We have a long running data transfer process that is just an asp.net page that is called and run. It can take up to a couple hours to complete. It seems to work all right but I was just wondering what are some of the more popular ways to handle a long process like this. Do you create an application and run it through windows scheduler, or a web service or custom handler?
In a project for long running tasks in web-application, i made a windows service.
whenever the user has to do the time-consuming task, the IIS would give the task to the service which will return a token(a temporary name for the task) and in the background the service would do the task. At anytime, the user would see the status of his/her task which would be either pending in queue, processing, or completed. The service would do a fixed number of jobs in parallel, and would keep a queue for the next-incoming tasks.
A windows service is the typical solution. You do not want to use a web service or a custom handler as both of those will lie prey to the app pool recycling, which will kill your process.
Windows Workflow Foundation
What I find the most appealing about WF, is that workflows can be designed without much complexity to be persisted in SQL Server, so that if the server reboots in the middle of a process, the workflow can resume.
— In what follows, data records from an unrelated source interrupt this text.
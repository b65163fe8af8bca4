use super::connect_params::ConnectSource;
use super::connect_string::{DATABASE, PASSWORD, PROVIDER, SERVER, TRUSTED_CONNECTION, USER_ID};
use crate::{
    Backend, ConnectParams, ConnectString, HelperError, HelperResult, IntoConnectParamsBuilder,
};
use secstr::SecUtf8;
use serde::Serialize;

/// A builder for `ConnectParams`.
///
/// The way the connection is formed is decided by what was configured, in this order:
///
/// 1. with `trusted(true)`, the OS identity is used, together with server and database;
/// 2. a given connection string is used as it is, a separately set password is added
///    if the string has none;
/// 3. otherwise user and password are used, together with server and database.
///
/// # Instantiating a `ConnectParamsBuilder` programmatically
///
/// ```rust
/// use sqlhelper::{Backend, ConnectParams};
///
/// let connect_params = ConnectParams::builder()
///     .backend(Backend::Mssql)
///     .server("db01\\SQLEXPRESS")
///     .database("Sales")
///     .user("meier")
///     .password("schlau")
///     .build()
///     .unwrap();
/// ```
///
/// # Instantiating a `ConnectParamsBuilder` from a connection string
///
/// ```rust
/// use sqlhelper::IntoConnectParamsBuilder;
///
/// let cp_builder = "Server=db01; Database=Sales; Trusted_Connection=yes"
///     .into_connect_params_builder()
///     .unwrap();
/// assert_eq!(cp_builder.get_database(), Some("Sales"));
/// ```
#[derive(Clone, Debug, Default, Eq, PartialEq, Serialize)]
#[serde(into = "String")]
pub struct ConnectParamsBuilder {
    backend: Option<Backend>,
    server: Option<String>,
    database: Option<String>,
    user: Option<String>,
    #[serde(skip)]
    password: Option<SecUtf8>,
    trusted: bool,
    connect_string: Option<ConnectString>,
}

impl ConnectParamsBuilder {
    /// Creates a new builder.
    pub fn new() -> Self {
        Self::default()
    }

    /// Sets the backend.
    pub fn backend(&mut self, backend: Backend) -> &mut Self {
        self.backend = Some(backend);
        self
    }

    /// Sets the server.
    pub fn server<S: AsRef<str>>(&mut self, server: S) -> &mut Self {
        self.server = Some(server.as_ref().to_owned());
        self
    }

    /// Sets the database name; for SQLite this is the path of the database file.
    pub fn database<D: AsRef<str>>(&mut self, database: D) -> &mut Self {
        self.database = Some(database.as_ref().to_owned());
        self
    }

    /// Sets the database user.
    pub fn user<U: AsRef<str>>(&mut self, user: U) -> &mut Self {
        self.user = Some(user.as_ref().to_owned());
        self
    }

    /// Sets the password.
    pub fn password<P: AsRef<str>>(&mut self, pw: P) -> &mut Self {
        self.password = Some(SecUtf8::from(pw.as_ref()));
        self
    }

    /// Unsets the password, also in a given connection string.
    pub fn unset_password(&mut self) -> &mut Self {
        self.password = None;
        if let Some(ref mut cs) = self.connect_string {
            cs.remove(PASSWORD);
        }
        self
    }

    /// Switches the use of the OS identity for authentication on or off.
    pub fn trusted(&mut self, trusted: bool) -> &mut Self {
        self.trusted = trusted;
        self
    }

    /// Sets a complete connection string.
    ///
    /// A `Provider` key in the string selects the backend, unless a backend is set explicitly;
    /// the key is not passed on to the client library.
    ///
    /// # Errors
    ///
    /// `HelperError::ConnParams` if the string cannot be parsed.
    pub fn connect_string<S: AsRef<str>>(&mut self, connect_string: S) -> HelperResult<&mut Self> {
        let mut cs: ConnectString = connect_string
            .as_ref()
            .parse()
            .map_err(|e| HelperError::conn_params(Box::new(e)))?;
        if let Some(backend) = cs.backend()? {
            self.backend.get_or_insert(backend);
        }
        cs.remove(PROVIDER);
        self.connect_string = Some(cs);
        Ok(self)
    }

    /// Constructs a `ConnectParams` from the builder.
    ///
    /// # Errors
    /// `HelperError::Usage` if the builder was not yet configured to
    /// create a meaningful `ConnectParams`
    pub fn build(&self) -> HelperResult<ConnectParams> {
        let backend = self.backend.unwrap_or_default();

        let source = if self.trusted {
            ConnectSource::Trusted {
                server: self.required_server(backend)?,
                database: self.required_database()?,
            }
        } else if let Some(ref cs) = self.connect_string {
            if cs.is_empty() {
                return Err(HelperError::Usage("connection string is empty"));
            }
            let mut cs = cs.clone();
            if let (false, Some(pw)) = (cs.contains_key(PASSWORD), &self.password) {
                cs.set(PASSWORD, pw.unsecure());
            }
            ConnectSource::ConnectString(cs)
        } else {
            let user = self
                .user
                .as_ref()
                .cloned()
                .ok_or(HelperError::Usage(
                    "no authentication configured: use a trusted connection, \
                     a user with password, or a connection string",
                ))?;
            let password = self
                .password
                .as_ref()
                .cloned()
                .ok_or_else(|| HelperError::Usage("password is missing"))?;
            ConnectSource::Password {
                server: self.required_server(backend)?,
                database: self.required_database()?,
                user,
                password,
            }
        };
        Ok(ConnectParams::new(backend, source))
    }

    fn required_server(&self, backend: Backend) -> HelperResult<String> {
        match (self.get_server(), backend) {
            (Some(server), _) => Ok(server.to_string()),
            (None, Backend::Sqlite) => Ok(String::new()),
            (None, Backend::Mssql) => Err(HelperError::Usage("server is missing")),
        }
    }

    fn required_database(&self) -> HelperResult<String> {
        self.get_database()
            .filter(|db| !db.is_empty())
            .map(str::to_string)
            .ok_or_else(|| HelperError::Usage("database is missing"))
    }

    /// Getter
    pub fn get_backend(&self) -> Option<Backend> {
        self.backend
    }

    /// Getter; falls back to the value in the connection string.
    pub fn get_server(&self) -> Option<&str> {
        self.server
            .as_deref()
            .or_else(|| self.connect_string.as_ref().and_then(ConnectString::server))
    }

    /// Getter; falls back to the value in the connection string.
    pub fn get_database(&self) -> Option<&str> {
        self.database
            .as_deref()
            .or_else(|| self.connect_string.as_ref().and_then(ConnectString::database))
    }

    /// Getter; falls back to the value in the connection string.
    pub fn get_user(&self) -> Option<&str> {
        self.user
            .as_deref()
            .or_else(|| self.connect_string.as_ref().and_then(ConnectString::user))
    }

    /// Getter
    pub fn get_password(&self) -> Option<&SecUtf8> {
        self.password.as_ref()
    }

    /// Getter
    pub fn is_trusted(&self) -> bool {
        self.trusted
    }

    /// Getter
    pub fn get_connect_string(&self) -> Option<&ConnectString> {
        self.connect_string.as_ref()
    }
}

impl<'de> serde::de::Deserialize<'de> for ConnectParamsBuilder {
    fn deserialize<D>(deserializer: D) -> Result<Self, D::Error>
    where
        D: serde::de::Deserializer<'de>,
    {
        let visitor = Visitor();
        deserializer.deserialize_str(visitor)
    }
}

struct Visitor();
impl<'de> serde::de::Visitor<'de> for Visitor {
    type Value = ConnectParamsBuilder;
    fn expecting(&self, formatter: &mut std::fmt::Formatter) -> std::fmt::Result {
        formatter.write_str("a String in the form of a connection string")
    }

    fn visit_str<E>(self, v: &str) -> Result<Self::Value, E>
    where
        E: serde::de::Error,
    {
        IntoConnectParamsBuilder::into_connect_params_builder(v).map_err(E::custom)
    }
}

impl From<ConnectParamsBuilder> for String {
    fn from(mut cpb: ConnectParamsBuilder) -> String {
        cpb.unset_password();
        cpb.to_string()
    }
}

// Renders the builder as connection string, without password.
impl std::fmt::Display for ConnectParamsBuilder {
    fn fmt(&self, f: &mut std::fmt::Formatter) -> std::fmt::Result {
        let mut cs = ConnectString::new();
        if let Some(backend) = self.backend {
            cs.set(PROVIDER, backend.to_string());
        }
        match (self.trusted, &self.connect_string) {
            (false, Some(given)) => {
                for (key, value) in given.iter() {
                    cs.set(key, value);
                }
            }
            (trusted, _) => {
                if let Some(server) = self.get_server() {
                    cs.set(SERVER, server);
                }
                if let Some(database) = self.get_database() {
                    cs.set(DATABASE, database);
                }
                if trusted {
                    cs.set(TRUSTED_CONNECTION, "True");
                } else if let Some(user) = self.get_user() {
                    cs.set(USER_ID, user);
                }
            }
        }
        cs.remove(PASSWORD);
        write!(f, "{cs}")
    }
}

#[cfg(test)]
mod test {
    use super::ConnectParamsBuilder;
    use crate::{Backend, ConnectSource, HelperError, IntoConnectParamsBuilder};
    use serde::{Deserialize, Serialize};

    #[test]
    fn test_connect_params_builder() {
        {
            let params = ConnectParamsBuilder::new()
                .server("abcd123")
                .database("db")
                .user("MEIER")
                .password("schLau")
                .build()
                .unwrap();
            assert_eq!(Some("MEIER"), params.user());
            assert_eq!(Backend::Sqlite, params.backend());
            match params.source() {
                ConnectSource::Password { password, .. } => {
                    assert_eq!("schLau", password.unsecure());
                }
                _ => panic!("unexpected source"),
            }
        }
        {
            // trusted wins over user and password
            let mut builder = ConnectParamsBuilder::new();
            builder
                .backend(Backend::Mssql)
                .server("abcd123")
                .database("db")
                .user("MEIER")
                .password("schLau")
                .trusted(true);
            let params = builder.build().unwrap();
            assert!(params.is_trusted());
            assert_eq!(None, params.user());
        }
        {
            let builder = "Provider=mssql; Server=abcd123; Database=db; UID=MEIER; PWD=schLau"
                .into_connect_params_builder()
                .unwrap();
            assert_eq!(Some(Backend::Mssql), builder.get_backend());
            assert_eq!(Some("MEIER"), builder.get_user());
            assert_eq!(Some("abcd123"), builder.get_server());
            assert!(!builder
                .get_connect_string()
                .unwrap()
                .contains_key("Provider"));
        }
    }

    #[test]
    fn test_incomplete() {
        assert!(matches!(
            ConnectParamsBuilder::new().server("x").database("y").build(),
            Err(HelperError::Usage(_))
        ));
        assert!(matches!(
            ConnectParamsBuilder::new()
                .backend(Backend::Mssql)
                .database("y")
                .trusted(true)
                .build(),
            Err(HelperError::Usage("server is missing"))
        ));
        assert!(matches!(
            ConnectParamsBuilder::new().server("x").trusted(true).build(),
            Err(HelperError::Usage("database is missing"))
        ));
        assert!(matches!(
            ConnectParamsBuilder::new()
                .server("x")
                .database("y")
                .user("u")
                .build(),
            Err(HelperError::Usage("password is missing"))
        ));
        // SQLite needs no server
        assert!(ConnectParamsBuilder::new()
            .database(":memory:")
            .trusted(true)
            .build()
            .is_ok());
        assert!(ConnectParamsBuilder::new()
            .connect_string("Server")
            .is_err());
    }

    #[test]
    fn serde_test() {
        #[derive(Serialize, Deserialize, Debug)]
        struct Data {
            x: ConnectParamsBuilder,
        }

        let mut data = Data {
            x: ConnectParamsBuilder::new(),
        };
        data.x
            .backend(Backend::Mssql)
            .server("abcd123")
            .database("db")
            .user("MEIER")
            .password("schLau");

        let serialized = serde_json::to_string(&data).unwrap();
        assert_eq!(
            r#"{"x":"Provider=mssql; Server=abcd123; Database=db; User Id=MEIER;"}"#,
            serialized
        );

        let deserialized: Data = serde_json::from_str(&serialized).unwrap();
        assert_eq!(deserialized.x.get_backend(), Some(Backend::Mssql));
        assert_eq!(deserialized.x.get_user(), Some("MEIER"));
        assert!(deserialized.x.get_password().is_none());
        assert!(deserialized.x.build().is_ok());

        let mut builder = deserialized.x;
        builder.password("schLau");
        assert_eq!(
            builder.build().unwrap().connect_string().password(),
            Some("schLau")
        );

        // trusted, with server and database only in the connection string
        let mut data = Data {
            x: ConnectParamsBuilder::new(),
        };
        data.x
            .connect_string("Server=db01; Database=Sales; UID=meier")
            .unwrap()
            .trusted(true);
        let serialized = serde_json::to_string(&data).unwrap();
        assert_eq!(
            r#"{"x":"Server=db01; Database=Sales; Trusted_Connection=True;"}"#,
            serialized
        );
        let deserialized: Data = serde_json::from_str(&serialized).unwrap();
        assert_eq!(deserialized.x.get_server(), Some("db01"));
        assert_eq!(deserialized.x.get_database(), Some("Sales"));
        assert!(deserialized.x.build().unwrap().is_trusted());
    }
}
I use two types of processes depending on the needs of my BAs. For transfer processes that are run on demand and can be scheduled regularly, I typically write a WinForms (this is a personal preference) application that accepts command line parameters so I can schedule the job with params or run it on demand through an interactive window. I've written enough of them over the last few years that I have my own basic generic shell that I use to create new applications of this nature. For processes that must detect events (files appearing in folders, receiving CyberMation calls, or detecting SNMP traps), I prefer to use Windows Services so that they are always available. It's a little trickier simply because you have to be much more cautious of memory usage, leaks, recycling, security, etc. For me, the windows application tends to run faster on long duration jobs than they do when through an IIS process. I don't know if this is because it's attached to an IIS thread or if its memory/security is more limited. I've never investigated it.
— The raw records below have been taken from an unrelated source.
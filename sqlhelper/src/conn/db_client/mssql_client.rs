use super::Fetched;
use crate::conn::params::connect_string::{
    DATABASE, PASSWORD, SERVER, TRUSTED_CONNECTION, USER_ID,
};
use crate::conn::placeholders;
use crate::types_impl::Binding;
use crate::{
    ColumnMetadata, ConnectParams, ConnectSource, ConnectString, DbValue, HelperError,
    HelperResult, ResultSetMetadata, SqlType,
};
use bigdecimal::BigDecimal;
use num_bigint::BigInt;
use tiberius::{numeric::Numeric, Client, ColumnData, Config, FromSql, ToSql};
use tokio::net::TcpStream;
use tokio::runtime::Runtime;
use tokio_util::compat::{Compat, TokioAsyncWriteCompatExt};

// SQL Server allows at most 38 digits, of which 37 can be fractional.
const MAX_SCALE: i64 = 37;

// A tiberius client with its own single-threaded runtime, so that the
// async client can be driven from blocking code.
pub(crate) struct MssqlClient {
    params: ConnectParams,
    runtime: Runtime,
    client: Client<Compat<TcpStream>>,
}

impl std::fmt::Debug for MssqlClient {
    fn fmt(&self, f: &mut std::fmt::Formatter<'_>) -> std::fmt::Result {
        f.debug_struct("MssqlClient")
            .field("params", &self.params)
            .finish_non_exhaustive()
    }
}

impl MssqlClient {
    pub fn try_new(params: ConnectParams) -> HelperResult<Self> {
        check_integrated_auth(&params)?;
        let runtime = tokio::runtime::Builder::new_current_thread()
            .enable_all()
            .build()?;

        let config = Config::from_ado_string(&ado_string(&params))?;
        trace!("connecting to SQL Server at {}", config.get_addr());
        let client = runtime.block_on(async {
            let tcp = TcpStream::connect(config.get_addr()).await?;
            tcp.set_nodelay(true)?;
            Client::connect(config, tcp.compat_write())
                .await
                .map_err(HelperError::from)
        })?;

        Ok(Self {
            params,
            runtime,
            client,
        })
    }

    pub fn connect_params(&self) -> &ConnectParams {
        &self.params
    }

    pub fn query(&mut self, cmd: &str, bindings: &[Binding]) -> HelperResult<Fetched> {
        let sql = placeholders::rewrite_positional(cmd, bindings);
        let values = to_sql_values(bindings)?;
        let params = as_params(&values);
        let client = &mut self.client;
        self.runtime.block_on(async {
            let mut stream = client.query(sql, &params).await?;
            let metadata = ResultSetMetadata::new(
                stream
                    .columns()
                    .await?
                    .unwrap_or_default()
                    .iter()
                    .map(|col| {
                        ColumnMetadata::new(col.name(), Some(format!("{:?}", col.column_type())))
                    })
                    .collect(),
            );
            let mut rows = Vec::new();
            for row in stream.into_first_result().await? {
                rows.push(
                    row.into_iter()
                        .map(from_column_data)
                        .collect::<HelperResult<Vec<DbValue>>>()?,
                );
            }
            Ok((metadata, rows))
        })
    }

    pub fn execute(&mut self, cmd: &str, bindings: &[Binding]) -> HelperResult<usize> {
        let sql = placeholders::rewrite_positional(cmd, bindings);
        let values = to_sql_values(bindings)?;
        let params = as_params(&values);
        let client = &mut self.client;
        let total = self
            .runtime
            .block_on(async { client.execute(sql, &params).await })?
            .total();
        usize::try_from(total).map_err(|_| HelperError::Impl("affected row count overflows usize"))
    }

    pub fn server_version(&mut self) -> HelperResult<String> {
        let client = &mut self.client;
        self.runtime.block_on(async {
            let row = client
                .simple_query("SELECT @@VERSION")
                .await?
                .into_row()
                .await?
                .ok_or(HelperError::Impl("SELECT @@VERSION returned no row"))?;
            Ok(row.try_get::<&str, _>(0)?.unwrap_or_default().to_string())
        })
    }

    pub fn close(self) -> HelperResult<()> {
        let Self {
            runtime, client, ..
        } = self;
        runtime.block_on(client.close())?;
        Ok(())
    }
}

// tiberius authenticates with the OS identity only on Windows; elsewhere it would
// silently log on as a SQL user with an empty name.
fn check_integrated_auth(params: &ConnectParams) -> HelperResult<()> {
    if params.is_trusted() && !cfg!(windows) {
        Err(crate::usage_err!(
            "trusted connections to SQL Server are only supported on Windows, \
             use user and password instead"
        ))
    } else {
        Ok(())
    }
}

// The tiberius connection string, including the password.
fn ado_string(params: &ConnectParams) -> String {
    match params.source() {
        ConnectSource::Trusted { server, database } => {
            let mut cs = ConnectString::new();
            cs.set(SERVER, server)
                .set(DATABASE, database)
                .set("Integrated Security", "true");
            cs.to_unredacted_string()
        }
        ConnectSource::Password {
            server,
            database,
            user,
            password,
        } => {
            let mut cs = ConnectString::new();
            cs.set(SERVER, server)
                .set(DATABASE, database)
                .set(USER_ID, user)
                .set(PASSWORD, password.unsecure());
            cs.to_unredacted_string()
        }
        ConnectSource::ConnectString(cs) => {
            // tiberius only understands the `Integrated Security` spelling
            let mut cs = cs.clone();
            let trusted = cs.is_trusted();
            if cs.remove(TRUSTED_CONNECTION).is_some() {
                cs.set("Integrated Security", if trusted { "true" } else { "false" });
            }
            cs.to_unredacted_string()
        }
    }
}

// tiberius binds positionally, to @P1, @P2, ... in the order of the bindings.
// The values are owned here and only borrowed by the client while a command runs.
fn to_sql_values(bindings: &[Binding]) -> HelperResult<Vec<Box<dyn ToSql>>> {
    bindings.iter().map(to_sql).collect()
}

fn as_params(values: &[Box<dyn ToSql>]) -> Vec<&dyn ToSql> {
    let mut params: Vec<&dyn ToSql> = Vec::with_capacity(values.len());
    for value in values {
        params.push(&**value);
    }
    params
}

fn to_sql(binding: &Binding) -> HelperResult<Box<dyn ToSql>> {
    let value: Box<dyn ToSql> = match binding.value().clone() {
        DbValue::NULL => typed_null(binding.sql_type()),
        DbValue::BOOLEAN(b) => Box::new(b),
        DbValue::TINYINT(i) => Box::new(i),
        DbValue::SMALLINT(i) => Box::new(i),
        DbValue::INT(i) => Box::new(i),
        DbValue::BIGINT(i) => Box::new(i),
        DbValue::REAL(f) => Box::new(f),
        DbValue::DOUBLE(f) => Box::new(f),
        DbValue::DECIMAL(d) => Box::new(to_numeric(binding.name(), &d)?),
        DbValue::STRING(s) => Box::new(s),
        DbValue::DBSTRING(bytes) => Box::new(String::from_utf8(bytes)?),
        DbValue::BINARY(bytes) => Box::new(bytes),
        DbValue::DATE(d) => Box::new(d),
        DbValue::TIME(t) => Box::new(t),
        DbValue::TIMESTAMP(ts) => Box::new(ts),
        DbValue::TIMESTAMPTZ(ts) => Box::new(ts),
    };
    Ok(value)
}

// A NULL needs a type on the wire; without a hint it is sent as NVARCHAR,
// which the server converts implicitly.
fn typed_null(sql_type: Option<SqlType>) -> Box<dyn ToSql> {
    match sql_type {
        Some(SqlType::Bit) => Box::new(Option::<bool>::None),
        Some(SqlType::TinyInt) => Box::new(Option::<u8>::None),
        Some(SqlType::SmallInt) => Box::new(Option::<i16>::None),
        Some(SqlType::Int) => Box::new(Option::<i32>::None),
        Some(SqlType::BigInt) => Box::new(Option::<i64>::None),
        Some(SqlType::Real) => Box::new(Option::<f32>::None),
        Some(SqlType::Float) => Box::new(Option::<f64>::None),
        Some(SqlType::Decimal) => Box::new(Option::<Numeric>::None),
        Some(SqlType::VarBinary) => Box::new(Option::<Vec<u8>>::None),
        Some(SqlType::Date) => Box::new(Option::<time::Date>::None),
        Some(SqlType::Time) => Box::new(Option::<time::Time>::None),
        Some(SqlType::DateTime2) => Box::new(Option::<time::PrimitiveDateTime>::None),
        Some(SqlType::DateTimeOffset) => Box::new(Option::<time::OffsetDateTime>::None),
        Some(SqlType::NVarChar | SqlType::VarChar) | None => Box::new(Option::<String>::None),
    }
}

fn to_numeric(name: &str, value: &BigDecimal) -> HelperResult<Numeric> {
    let (_, exponent) = value.as_bigint_and_exponent();
    let value = if exponent < 0 {
        value.with_scale(0)
    } else {
        value.clone()
    };
    let (mantissa, scale) = value.as_bigint_and_exponent();
    let scale = u8::try_from(scale)
        .ok()
        .filter(|scale| i64::from(*scale) <= MAX_SCALE)
        .ok_or_else(|| usage_err_decimal(name, "has too many fractional digits"))?;
    let mantissa =
        i128::try_from(&mantissa).map_err(|_| usage_err_decimal(name, "is too large"))?;
    Ok(Numeric::new_with_scale(mantissa, scale))
}

fn usage_err_decimal(name: &str, problem: &str) -> HelperError {
    crate::usage_err!("the decimal value of parameter '{name}' {problem} for SQL Server")
}

fn from_column_data(data: ColumnData<'static>) -> HelperResult<DbValue> {
    Ok(match data {
        ColumnData::U8(v) => v.map_or(DbValue::NULL, DbValue::TINYINT),
        ColumnData::I16(v) => v.map_or(DbValue::NULL, DbValue::SMALLINT),
        ColumnData::I32(v) => v.map_or(DbValue::NULL, DbValue::INT),
        ColumnData::I64(v) => v.map_or(DbValue::NULL, DbValue::BIGINT),
        ColumnData::F32(v) => v.map_or(DbValue::NULL, DbValue::REAL),
        ColumnData::F64(v) => v.map_or(DbValue::NULL, DbValue::DOUBLE),
        ColumnData::Bit(v) => v.map_or(DbValue::NULL, DbValue::BOOLEAN),
        ColumnData::String(v) => v.map_or(DbValue::NULL, |s| DbValue::STRING(s.into_owned())),
        ColumnData::Guid(v) => v.map_or(DbValue::NULL, |g| DbValue::STRING(g.to_string())),
        ColumnData::Binary(v) => v.map_or(DbValue::NULL, |b| DbValue::BINARY(b.into_owned())),
        ColumnData::Numeric(v) => v.map_or(DbValue::NULL, |n| {
            DbValue::DECIMAL(BigDecimal::new(
                BigInt::from(n.value()),
                i64::from(n.scale()),
            ))
        }),
        ColumnData::Xml(v) => {
            v.map_or(DbValue::NULL, |x| DbValue::STRING(x.into_owned().into_string()))
        }
        ColumnData::Date(_) => {
            time::Date::from_sql(&data)?.map_or(DbValue::NULL, DbValue::DATE)
        }
        ColumnData::Time(_) => {
            time::Time::from_sql(&data)?.map_or(DbValue::NULL, DbValue::TIME)
        }
        ColumnData::DateTime(_) | ColumnData::SmallDateTime(_) | ColumnData::DateTime2(_) => {
            time::PrimitiveDateTime::from_sql(&data)?.map_or(DbValue::NULL, DbValue::TIMESTAMP)
        }
        ColumnData::DateTimeOffset(_) => {
            time::OffsetDateTime::from_sql(&data)?.map_or(DbValue::NULL, DbValue::TIMESTAMPTZ)
        }
    })
}

#[cfg(test)]
mod test {
    use super::{
        ado_string, as_params, check_integrated_auth, from_column_data, to_numeric, to_sql_values,
    };
    use crate::types_impl::{Binding, BindingMode};
    use crate::{DbValue, IntoConnectParams, Parameter, SqlType};
    use bigdecimal::BigDecimal;
    use std::str::FromStr;
    use tiberius::{numeric::Numeric, ColumnData, ToSql};

    #[test]
    fn test_ado_string() {
        let params = "Provider=mssql; Server=db01,1433; Database=Sales; UID=meier; PWD='se;cret'"
            .into_connect_params()
            .unwrap();
        assert_eq!(
            ado_string(&params),
            "Server=db01,1433; Database=Sales; UID=meier; PWD=\"se;cret\";"
        );
    }

    #[test]
    fn test_check_integrated_auth() {
        let trusted = "Provider=mssql; Server=db01; Database=Sales; Integrated Security=true"
            .into_connect_params()
            .unwrap();
        let with_password = "Provider=mssql; Server=db01; Database=Sales; UID=meier; PWD=pw"
            .into_connect_params()
            .unwrap();
        assert!(check_integrated_auth(&with_password).is_ok());
        assert_eq!(check_integrated_auth(&trusted).is_ok(), cfg!(windows));
    }

    #[test]
    fn test_from_column_data() {
        assert_eq!(from_column_data(ColumnData::I32(Some(5))).unwrap(), DbValue::INT(5));
        assert!(from_column_data(ColumnData::I32(None)).unwrap().is_null());
        assert_eq!(
            from_column_data(ColumnData::String(Some("abc".into()))).unwrap(),
            "abc"
        );
        assert_eq!(
            from_column_data(ColumnData::Numeric(Some(Numeric::new_with_scale(12345, 2))))
                .unwrap()
                .to_string(),
            "123.45"
        );
    }

    #[test]
    fn test_to_sql() {
        let bindings = Binding::try_from_params(
            &[
                Parameter::typed("d", SqlType::Date, time::macros::date!(2024 - 02 - 29)),
                Parameter::typed("t", SqlType::Time, time::macros::time!(13:05:10)),
                Parameter::typed(
                    "ts",
                    SqlType::DateTime2,
                    time::macros::datetime!(2024-02-29 13:05),
                ),
                Parameter::typed(
                    "tz",
                    SqlType::DateTimeOffset,
                    time::macros::datetime!(2024-02-29 13:05 +01:00),
                ),
                Parameter::typed("null_tz", SqlType::DateTimeOffset, DbValue::NULL),
                Parameter::typed("amount", SqlType::Decimal, 12),
                Parameter::new("s", "x"),
                Parameter::new("untyped_null", DbValue::NULL),
            ],
            BindingMode::Advisory,
        )
        .unwrap();
        let values = to_sql_values(&bindings).unwrap();
        let params = as_params(&values);
        assert_eq!(params.len(), 8);
        assert!(matches!(params[0].to_sql(), ColumnData::Date(Some(_))));
        assert!(matches!(params[1].to_sql(), ColumnData::Time(Some(_))));
        assert!(matches!(params[2].to_sql(), ColumnData::DateTime2(Some(_))));
        assert!(matches!(params[3].to_sql(), ColumnData::DateTimeOffset(Some(_))));
        assert!(matches!(params[4].to_sql(), ColumnData::DateTimeOffset(None)));
        assert!(matches!(
            params[5].to_sql(),
            ColumnData::Numeric(Some(n)) if n.value() == 12 && n.scale() == 0
        ));
        assert!(matches!(params[6].to_sql(), ColumnData::String(Some(s)) if s == "x"));
        assert!(matches!(params[7].to_sql(), ColumnData::String(None)));
    }

    #[test]
    fn test_to_numeric() {
        let n = to_numeric("p", &BigDecimal::from_str("-12.345").unwrap()).unwrap();
        assert_eq!(n.value(), -12345);
        assert_eq!(n.scale(), 3);

        let n = to_numeric("p", &BigDecimal::from_str("1E+3").unwrap()).unwrap();
        assert_eq!(n.value(), 1000);
        assert_eq!(n.scale(), 0);

        assert!(to_numeric("p", &BigDecimal::from_str("1E-40").unwrap()).is_err());
    }
}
I do know that .Net applications provide a lot of flexibility and management over resources, and with some standards and practice, they can be banged out fairly quickly and produce very positive results.
Related
I am working on ASP.NET project and yesterday I saw a piece of code that uses System.Threading.Thread to offload some tasks to a new thread. The thread runs a few SQL statements and logs the result.
Isn't it better to use another approach? For example to have a Windows Service that performs the SQL batch. Then the web page will just enqueue the batch (via WCF).
In general, what are the best practices for multithreading in ASP.NET? Are there justified usages of threads/TPL tasks/etc. in a web page?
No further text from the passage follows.